Measuring Artificial Sweeteners Toxicity Using a Bioluminescent Bacterial Panel.
Harpaz, D, Yeo, LP, Cecchini, F, Koon, THP, Kushmaro, A, Tok, AIY, Marks, RS, Eltzov, E
Molecules (Basel, Switzerland). 2018;23(10)
-
-
-
Free full text
Plain language summary
The use of artificial sweeteners is a highly controversial topic for both human health and environmental pollution. The purpose of this study was to determine the relative toxicity of six artificial sweeteners that have been approved by both FDA and EU on E. coli as a representation of gut bacteria using a bioluminescent bacterial panel. The bioluminescent bacteria were exposed to various concentrations of artificial sweeteners and toxicity patterns were observed. This study found that different artificial sweeteners evoke specific responses on E coli, and this is speculated to be the case for the gut microbiome, potentially impacting human health. The authors also found that this method of using bacterial responses confirmed previous toxicity studies, highlighting it as a viable and affordable toxicity evaluation tool.
Abstract
Artificial sweeteners have become increasingly controversial due to their questionable influence on consumers' health. They are introduced in most foods and many consume this added ingredient without their knowledge. Currently, there is still no consensus regarding the health consequences of artificial sweeteners intake as they have not been fully investigated. Consumption of artificial sweeteners has been linked with adverse effects such as cancer, weight gain, metabolic disorders, type-2 diabetes and alteration of gut microbiota activity. Moreover, artificial sweeteners have been identified as emerging environmental pollutants, and can be found in receiving waters, i.e., surface waters, groundwater aquifers and drinking waters. In this study, the relative toxicity of six FDA-approved artificial sweeteners (aspartame, sucralose, saccharine, neotame, advantame and acesulfame potassium-k (ace-k)) and that of ten sport supplements containing these artificial sweeteners, were tested using genetically modified bioluminescent bacteria from E. coli. The bioluminescent bacteria, which luminesce when they detect toxicants, act as a sensing model representative of the complex microbial system. Both induced luminescent signals and bacterial growth were measured. Toxic effects were found when the bacteria were exposed to certain concentrations of the artificial sweeteners.

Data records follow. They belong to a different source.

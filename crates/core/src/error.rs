use thiserror::Error;

/// Top-level error type used across the entire workspace.
#[derive(Debug, Error)]
pub enum StatlineError {
    #[error("config error: {0}")]
    Config(String),

    #[error("input error: {0}")]
    Input(String),

    #[error("process error: {0}")]
    Process(String),

    #[error("I/O error: {source}")]
    Io {
        #[from]
        source: std::io::Error,
    },
}

pub type Result<T, E = StatlineError> = std::result::Result<T, E>;

#[cfg(test)]
mod tests {
    use super::*;

    #[test]
    fn config_error_display() {
        let err = StatlineError::Config("bad theme".into());
        assert_eq!(err.to_string(), "config error: bad theme");
    }

    #[test]
    fn io_error_converts() {
        let io = std::io::Error::new(std::io::ErrorKind::NotFound, "gone");
        let err: StatlineError = io.into();
        assert!(matches!(err, StatlineError::Io { .. }));
    }
}
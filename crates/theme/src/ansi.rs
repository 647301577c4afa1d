//! Width-aware helpers for text that may contain escape sequences.

use std::borrow::Cow;
use std::sync::LazyLock;

use regex::Regex;
use unicode_width::{UnicodeWidthChar, UnicodeWidthStr};

use crate::style::RESET;

/// CSI sequences, OSC sequences (BEL or ST terminated) and two-byte escapes.
static ESCAPE: LazyLock<Regex> = LazyLock::new(|| {
    Regex::new(r"\x1b\[[0-?]*[ -/]*[@-~]|\x1b\][^\x07\x1b]*(?:\x07|\x1b\\)|\x1b[@-Z\\-_]")
        .expect("escape pattern is valid")
});

/// Remove every escape sequence from `s`.
pub fn strip_ansi(s: &str) -> Cow<'_, str> {
    if s.contains('\x1b') {
        ESCAPE.replace_all(s, "")
    } else {
        Cow::Borrowed(s)
    }
}

/// Display width in terminal cells, ignoring escape sequences.
/// Wide characters (CJK, most emoji) count as two cells.
pub fn display_width(s: &str) -> usize {
    strip_ansi(s).width()
}

/// Cut `s` to at most `max` cells, ending with `marker` when anything was
/// removed.  Escape sequences are copied through without counting, and a
/// reset is appended if any were seen so styling can't leak.
pub fn truncate_cells(s: &str, max: usize, marker: &str) -> String {
    if display_width(s) <= max {
        return s.to_string();
    }
    let marker_width = marker.width();
    let (budget, marker) = if marker_width <= max {
        (max - marker_width, marker)
    } else {
        (max, "")
    };

    let mut out = String::with_capacity(s.len());
    let mut used = 0;
    let mut styled = false;
    let mut last = 0;
    let mut cut = false;

    'outer: for m in ESCAPE.find_iter(s) {
        for ch in s[last..m.start()].chars() {
            let w = ch.width().unwrap_or(0);
            if used + w > budget {
                cut = true;
                break 'outer;
            }
            used += w;
            out.push(ch);
        }
        out.push_str(m.as_str());
        styled = true;
        last = m.end();
    }
    if !cut {
        for ch in s[last..].chars() {
            let w = ch.width().unwrap_or(0);
            if used + w > budget {
                break;
            }
            used += w;
            out.push(ch);
        }
    }

    out.push_str(marker);
    if styled {
        out.push_str(RESET);
    }
    out
}
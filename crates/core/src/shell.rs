//! Narrow capability for running read-only external commands.
//!
//! Widgets never spawn processes themselves; they describe the command with
//! a [`ShellRequest`] and hand it to whatever [`ShellQuery`] the render
//! context carries.  Every failure mode (missing binary, non-zero exit,
//! timeout) collapses into `None`.

use std::collections::HashMap;
use std::path::Path;
use std::time::Duration;

/// Upper bound for git probes.
pub const GIT_TIMEOUT: Duration = Duration::from_millis(3_000);

/// Default bound for user-supplied commands.
pub const COMMAND_TIMEOUT: Duration = Duration::from_millis(1_000);

/// One external command invocation.
#[derive(Debug, Clone, Copy)]
pub struct ShellRequest<'a> {
    pub program: &'a str,
    pub args:    &'a [&'a str],
    /// Working directory; `None` inherits the process cwd.
    pub cwd:     Option<&'a Path>,
    /// Text written to the child's stdin before waiting.
    pub stdin:   Option<&'a str>,
    pub timeout: Duration,
}

impl<'a> ShellRequest<'a> {
    pub fn new(program: &'a str, args: &'a [&'a str]) -> Self {
        Self {
            program,
            args,
            cwd: None,
            stdin: None,
            timeout: GIT_TIMEOUT,
        }
    }

    #[must_use]
    pub fn cwd(mut self, cwd: Option<&'a Path>) -> Self {
        self.cwd = cwd;
        self
    }

    #[must_use]
    pub fn stdin(mut self, stdin: Option<&'a str>) -> Self {
        self.stdin = stdin;
        self
    }

    #[must_use]
    pub fn timeout(mut self, timeout: Duration) -> Self {
        self.timeout = timeout;
        self
    }

    /// `program arg1 arg2 ...`, used as a lookup key and in log lines.
    pub fn command_line(&self) -> String {
        let mut line = self.program.to_string();
        for arg in self.args {
            line.push(' ');
            line.push_str(arg);
        }
        line
    }
}

/// Runs a command and returns its stdout on success.
pub trait ShellQuery: Send + Sync {
    fn run(&self, request: &ShellRequest<'_>) -> Option<String>;
}

/// A shell that never produces output.  Used in preview rendering and when
/// process spawning is unavailable.
#[derive(Debug, Default, Clone, Copy)]
pub struct NoShell;

impl ShellQuery for NoShell {
    fn run(&self, _request: &ShellRequest<'_>) -> Option<String> {
        None
    }
}

/// Canned responses keyed by [`ShellRequest::command_line`].
///
/// Commands without a response behave like a failed process.
#[derive(Debug, Default, Clone)]
pub struct ScriptedShell {
    responses: HashMap<String, String>,
}

impl ScriptedShell {
    pub fn new() -> Self {
        Self::default()
    }

    #[must_use]
    pub fn with(mut self, command_line: &str, stdout: &str) -> Self {
        self.responses
            .insert(command_line.to_string(), stdout.to_string());
        self
    }
}

impl ShellQuery for ScriptedShell {
    fn run(&self, request: &ShellRequest<'_>) -> Option<String> {
        self.responses.get(&request.command_line()).cloned()
    }
}

#[cfg(test)]
mod tests {
    use super::*;

    #[test]
    fn command_line_joins_args() {
        let req = ShellRequest::new("git", &["diff", "--shortstat"]);
        assert_eq!(req.command_line(), "git diff --shortstat");
    }

    #[test]
    fn scripted_shell_misses_are_none() {
        let shell = ScriptedShell::new().with("git branch --show-current", "main\n");
        let hit = ShellRequest::new("git", &["branch", "--show-current"]);
        let miss = ShellRequest::new("git", &["status", "--porcelain"]);
        assert_eq!(shell.run(&hit).as_deref(), Some("main\n"));
        assert_eq!(shell.run(&miss), None);
    }
}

In the bioluminescence activity assay, two toxicity response patterns were observed, namely, the induction and inhibition of the bioluminescent signal. An inhibition response pattern may be observed in the response of sucralose in all the tested strains: TV1061 (MLIC = 1 mg/mL), DPD2544 (MLIC = 50 mg/mL) and DPD2794 (MLIC = 100 mg/mL). It is also observed in neotame in the DPD2544 (MLIC = 2 mg/mL) strain. On the other hand, the induction response pattern may be observed in its response in saccharin in TV1061 (MLIndC = 5 mg/mL) and DPD2794 (MLIndC = 5 mg/mL) strains, aspartame in DPD2794 (MLIndC = 4 mg/mL) strain, and ace-k in DPD2794 (MLIndC = 10 mg/mL) strain. The results of this study may help in understanding the relative toxicity of artificial sweeteners on E. coli, a sensing model representative of the gut bacteria. Furthermore, the tested bioluminescent bacterial panel can potentially be used for detecting artificial sweeteners in the environment, using a specific mode-of-action pattern.